MACMILLAN-BLOEDEL, LTD., A LOG PROCESSING PLANT IN PORT ALBERNY, VANCOUVER ISLAND, CANADA. NEAR SAN JUAN ISLAND... - NARA - 555165.jpg

Port Alberni Mill

Pulp and paper mills in British ColumbiaPort Alberni1946 establishments in British ColumbiaMacMillan BloedelNorske SkogCatalyst Paper
4 min read

On a clear day, you can smell it before you see it -- the distinctive sulfur tang of a working pulp mill, drifting down Alberni Inlet on the same Pacific breezes that have carried the scent of cedar and salmon for millennia. The Port Alberni Mill has stood on the inlet's edge since 1946, producing paper through an era when telephone directories were essential household items and catalogues were how rural Canada shopped. It has outlasted multiple owners, shifting markets, and the near-collapse of the North American paper industry.

Born from a Ban

The mill's origin story involves a regulatory twist. Bloedel, Stewart and Welch established the facility in 1946, intending to produce kraft pulp -- but only because Fisheries and Oceans Canada had prohibited the use of the sulfite process, which was more polluting to the waterways that salmon depended on.

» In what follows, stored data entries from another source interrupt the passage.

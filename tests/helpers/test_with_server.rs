#[warn(unused_imports)]
#[macro_export]
macro_rules! test_with_server {
    ($name:ident, |$server:ident, $ctx_state:ident, $config:ident| $body:block) => {

        #[tokio::test(flavor="multi_thread")]
        #[serial_test::serial]
        async fn $name() {
            use axum_test::{TestServer, TestServerConfig};
            use folio_likes::config::AppConfig;
            use folio_likes::middleware::mw_ctx::create_ctx_state;
            use futures::FutureExt;
            use std::panic::resume_unwind;

            let $config = AppConfig {
                db_namespace: "test".to_string(),
                db_database: "test".to_string(),
                db_password: None,
                db_username: None,
                db_url: "mem://".to_string(),
                port: 0,
                like_tx_retries: 10,
                liked_cookie_max_age_days: 1,
                allowed_origin: None,
                sentry_project_link: None,
            };

            let $ctx_state = {
                let db = $crate::helpers::connect_test_db(&$config).await;
                create_ctx_state(db, &$config)
            };

            let routes_all = folio_likes::init::main_router(&$ctx_state, &$config);

            let $server = TestServer::new_with_config(
                routes_all,
                TestServerConfig {
                    save_cookies: true,
                    expect_success_by_default: false,
                    ..TestServerConfig::default()
                },
            )
            .expect("Failed to create test server");

            let test_result = std::panic::AssertUnwindSafe(async {
                (|| async $body)().await;
            })
            .catch_unwind()
            .await;

            $ctx_state.clone().db.client
                .query(format!("REMOVE DATABASE {};", $config.db_database))
                .await
                .expect("failed to remove database");

            if let Err(panic) = test_result {
                resume_unwind(panic);
            }
        }
    };
}

#[warn(unused_imports)]
#[macro_export]
macro_rules! test_with_db {
    ($name:ident, |$db:ident| $body:block) => {

        #[tokio::test(flavor="multi_thread")]
        #[serial_test::serial]
        async fn $name() {
            use folio_likes::config::AppConfig;
            use futures::FutureExt;
            use std::panic::resume_unwind;

            let config = AppConfig {
                db_namespace: "test".to_string(),
                db_database: "test".to_string(),
                db_password: None,
                db_username: None,
                db_url: "mem://".to_string(),
                port: 0,
                like_tx_retries: 10,
                liked_cookie_max_age_days: 1,
                allowed_origin: None,
                sentry_project_link: None,
            };

            let $db = std::sync::Arc::new($crate::helpers::connect_test_db(&config).await);

            let test_result = std::panic::AssertUnwindSafe(async {
                (|| async $body)().await;
            })
            .catch_unwind()
            .await;

            $db.client
                .query(format!("REMOVE DATABASE {};", config.db_database))
                .await
                .expect("failed to remove database");

            if let Err(panic) = test_result {
                resume_unwind(panic);
            }
        }
    };
}
use futures::future::join_all;
use serde::{Deserialize, Serialize};
use tracing::{error, info, warn};

use crate::{
    interfaces::{
        client_storage::ClientStorageInterface, repositories::like_counter::LikeLedgerInterface,
    },
    middleware::error::{AppError, AppResult},
    models::view::likes::ProjectLikesView,
    services::client_like_state::ClientLikeState,
};

#[derive(Debug, Clone, Copy, PartialEq, Eq, Serialize, Deserialize)]
pub struct LikeToggle {
    pub new_count: u32,
    pub new_liked_state: bool,
}

/// Entry point of the like button.
///
/// Two toggles for the same project from the same device must not overlap:
/// both would read the same local state and count twice. Callers disable the
/// control while a toggle is in flight (see `LikeButtonState`).
pub struct LikeService<'a, L, S>
where
    L: LikeLedgerInterface,
    S: ClientStorageInterface,
{
    ledger: &'a L,
    client_state: ClientLikeState<'a, S>,
}

impl<'a, L, S> LikeService<'a, L, S>
where
    L: LikeLedgerInterface,
    S: ClientStorageInterface,
{
    pub fn new(ledger: &'a L, storage: &'a S) -> Self {
        Self {
            ledger,
            client_state: ClientLikeState::new(storage),
        }
    }

    pub async fn get_likes(&self, project_id: &str) -> ProjectLikesView {
        let liked = self.client_state.has_liked(project_id);
        let likes_count = self.ledger.get_likes(project_id).await;
        ProjectLikesView {
            project_id: project_id.to_string(),
            likes_count,
            liked,
        }
    }

    pub async fn get_likes_many(&self, project_ids: &[String]) -> Vec<ProjectLikesView> {
        let liked = self.client_state.liked_projects();
        let counts = join_all(project_ids.iter().map(|id| self.ledger.get_likes(id))).await;
        project_ids
            .iter()
            .zip(counts)
            .map(|(id, likes_count)| ProjectLikesView {
                project_id: id.clone(),
                likes_count,
                liked: liked.contains(id),
            })
            .collect()
    }

    pub async fn toggle_like(&self, project_id: &str) -> AppResult<LikeToggle> {
        let was_liked = self.client_state.has_liked(project_id);

        let res = if was_liked {
            self.ledger.decrement(project_id).await
        } else {
            self.ledger.increment(project_id).await
        };

        let new_count = res.map_err(|err| {
            if err.is_store_failure() {
                warn!("->> toggle_like project={project_id} failed, local state kept: {err:?}");
            } else {
                error!("->> toggle_like project={project_id} unexpected ledger error: {err:?}");
            }
            AppError::LikeUpdateFail {
                project_id: project_id.to_string(),
                reason: err.to_string(),
            }
        })?;

        let new_liked_state = !was_liked;
        self.client_state.set_liked(project_id, new_liked_state);
        info!("->> toggle_like project={project_id} liked={new_liked_state} count={new_count}");

        Ok(LikeToggle {
            new_count,
            new_liked_state,
        })
    }
}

The kraft process, while still industrial, was the lesser environmental evil. This constraint made the Port Alberni Mill significant in two ways: it was the first major new pulp mill in British Columbia in decades, and it was the first in the province to integrate residuals from sawmills, turning waste wood into usable pulp. In an industry defined by brute extraction, that efficiency was notable.

The Paper Machine Era

In 1951, ownership passed to MacMillan Bloedel through a merger, and in 1957 two paper machines were installed. The mill began producing newsprint -- the cheap, rough paper that fed the presses of daily newspapers across the Pacific Northwest. At peak capacity, the operation would grow to produce 336,000 tonnes of paper annually, employing 310 people. The product line expanded beyond newsprint to include directory paper, lightweight coated stock, and specialty grades used in telephone books, catalogues, magazines, brochures, and food-grade packaging. For decades, when you flipped through a phone book or a Sears catalogue in western Canada, there was a reasonable chance the paper came from this inlet on Vancouver Island.

A Parade of Owners

The mill's ownership history reads like a timeline of the Canadian paper industry's consolidation and reinvention. MacMillan Bloedel held it for nearly five decades before selling to Pacifica Papers in 1998. Three years later, Norske Skog Canada took over, followed by Catalyst Paper in 2005. Eventually the mill became part of Paper Excellence. Each transition reflected broader market pressures: the decline of newsprint as newspapers shrank, the shift to digital directories, the global oversupply of commodity paper. Through it all, the mill adapted -- pivoting from newsprint to specialty papers, finding niches where physical paper still mattered.

Industrial Anchor

From the air, the Port Alberni Mill is unmistakable: a cluster of industrial buildings, steam plumes, and log booms along the inlet's edge, dwarfed by the forested mountains rising on every side. The contrast is the story of Port Alberni itself -- a working industrial town set in some of the most dramatic landscape on Vancouver Island. The mill remains one of the city's largest employers and a reminder that the Alberni Valley's economy was built not just on cutting trees but on transforming them. Logs became lumber at the sawmills, pulp at the kraft mill, and paper on the machines -- a chain of value that kept the valley's paychecks among the highest in British Columbia for decades.

From the Air

Located at 49.25N, 124.81W on the edge of Alberni Inlet in Port Alberni, Vancouver Island. The mill complex is visible as a large industrial site with steam plumes at the head of the inlet. Nearest airport is Port Alberni Airport (CBS8). Alberni Inlet extends south to Barkley Sound. The Somass River enters the inlet just north of the mill.